╭─ EXCERPTED RECORDS
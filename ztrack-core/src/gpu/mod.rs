//
// Licensed to the Apache Software Foundation (ASF) under one or more
// contributor license agreements.  See the NOTICE file distributed with
// this work for additional information regarding copyright ownership.
// The ASF licenses this file to You under the Apache License, Version 2.0
// (the "License"); you may not use this file except in compliance with
// the License.  You may obtain a copy of the License at
//
//    http://www.apache.org/licenses/LICENSE-2.0
//
// Unless required by applicable law or agreed to in writing, software
// distributed under the License is distributed on an "AS IS" BASIS,
// WITHOUT WARRANTIES OR CONDITIONS OF ANY KIND, either express or implied.
// See the License for the specific language governing permissions and
// limitations under the License.

pub mod event;
pub mod memory;
pub mod pool;
pub mod timestamp;

pub use event::{
    DispatchDescriptor, DispatchTargets, Event, EventDesc, EventScope, PacketQuery, PacketTargets,
    WAIT_INFINITE,
};
pub use memory::{CompletionMemory, CompletionSlot, HostCompletionBuffer, PacketField};
pub use pool::{CompletionPool, PoolDesc, SlotAddress};
pub use timestamp::{AggregatedTimestamps, KernelTimestamp, PacketTimestamps, TimestampResult};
╰─
■ DESCRIPTION OF THE TASK ■
Would you write the records out again, word for word?

■ ANSWER SPACE ■
filename ztrack-core/src/gpu/mod.rs
//
// Licensed to the Apache Software Foundation (ASF) under one or more
// contributor license agreements.  See the NOTICE file distributed with
// this work for additional information regarding copyright ownership.
// The ASF licenses this file to You under the Apache License, Version 2.0
// (the "License"); you may not use this file except in compliance with
// the License.  You may obtain a copy of the License at
//
//    http://www.apache.org/licenses/LICENSE-2.0
//
// Unless required by applicable law or agreed to in writing, software
// distributed under the License is distributed on an "AS IS" BASIS,
// WITHOUT WARRANTIES OR CONDITIONS OF ANY KIND, either express or implied.
// See the License for the specific language governing permissions and
// limitations under the License.

pub mod event;
pub mod memory;
pub mod pool;
pub mod timestamp;

pub use event::{
    DispatchDescriptor, DispatchTargets, Event, EventDesc, EventScope, PacketQuery, PacketTargets,
    WAIT_INFINITE,
};
pub use memory::{CompletionMemory, CompletionSlot, HostCompletionBuffer, PacketField};
pub use pool::{CompletionPool, PoolDesc, SlotAddress};
pub use timestamp::{AggregatedTimestamps, KernelTimestamp, PacketTimestamps, TimestampResult};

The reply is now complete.